I have been a huge fan of Ed Thorp ever since I read my first book as a child: “Beat the Dealer.” Okay maybe it was a few books after Dr. Seuss but early.
Anyway, I know he looked at a lot of different ways to beat the market and discarded many of them including technical patterns. He made most of his money developing the Black-Sholes formulas (before Black and Sholes) and not publishing them. I.E., he traded and hedged options and warrants.
But what would he say about what we do? His recent autobiography tells us (A Man for All Markets: From Las Vegas to Wall Street, How I Beat the Dealer and the Market):
“The Compustat database provided historical balance sheet and income information.”

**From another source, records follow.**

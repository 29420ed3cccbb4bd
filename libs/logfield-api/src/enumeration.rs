use std::any::Any;
use std::cmp::Ordering;
use std::fmt;
use std::marker::PhantomData;

use serde_json::Value;

/// A closed set of members, each carrying an underlying value.
///
/// Implemented by field-less enums that should log as their value rather
/// than their variant name.
pub trait Enumeration: Any + Sized {
    /// The member's underlying value.
    fn value(&self) -> Value;

    /// Every member, in declaration order.
    fn members() -> &'static [Self];
}

impl Enumeration for Ordering {
    fn value(&self) -> Value {
        Value::from(*self as i8)
    }

    fn members() -> &'static [Self] {
        &[Ordering::Less, Ordering::Equal, Ordering::Greater]
    }
}

/// Stands for the enumeration type `E` itself rather than one of its members.
pub struct EnumType<E>(PhantomData<fn() -> E>);

impl<E> EnumType<E> {
    pub const fn new() -> Self {
        Self(PhantomData)
    }
}

impl<E> Default for EnumType<E> {
    fn default() -> Self {
        Self::new()
    }
}

impl<E> Clone for EnumType<E> {
    fn clone(&self) -> Self {
        *self
    }
}

impl<E> Copy for EnumType<E> {}

impl<E> fmt::Debug for EnumType<E> {
    fn fmt(&self, f: &mut fmt::Formatter<'_>) -> fmt::Result {
        write!(f, "EnumType<{}>", std::any::type_name::<E>())
    }
}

“….indicators we systematically analyzed, several correlated strongly with past performance. Among them were earnings yield (annual earnings divided by price), dividend yield, book value divided by price, momentum, short interest (the number of shares of a company currently sold short), earnings surprise (an earnings announcement that is significantly and unexpectedly different from the analysts’ consensus), purchases and sales by company officers, directors, and large shareholders, and the ratio of total company sales to the market price of the company. We studied each of these separately, then worked out how to combine them. When the historical patterns persisted as prices unfolded into the future, we created a trading system called MIDAS (multiple indicator diversified asset system) and used it to run a separate long/ short hedge fund.”
I guess he hedged but pretty much what we do.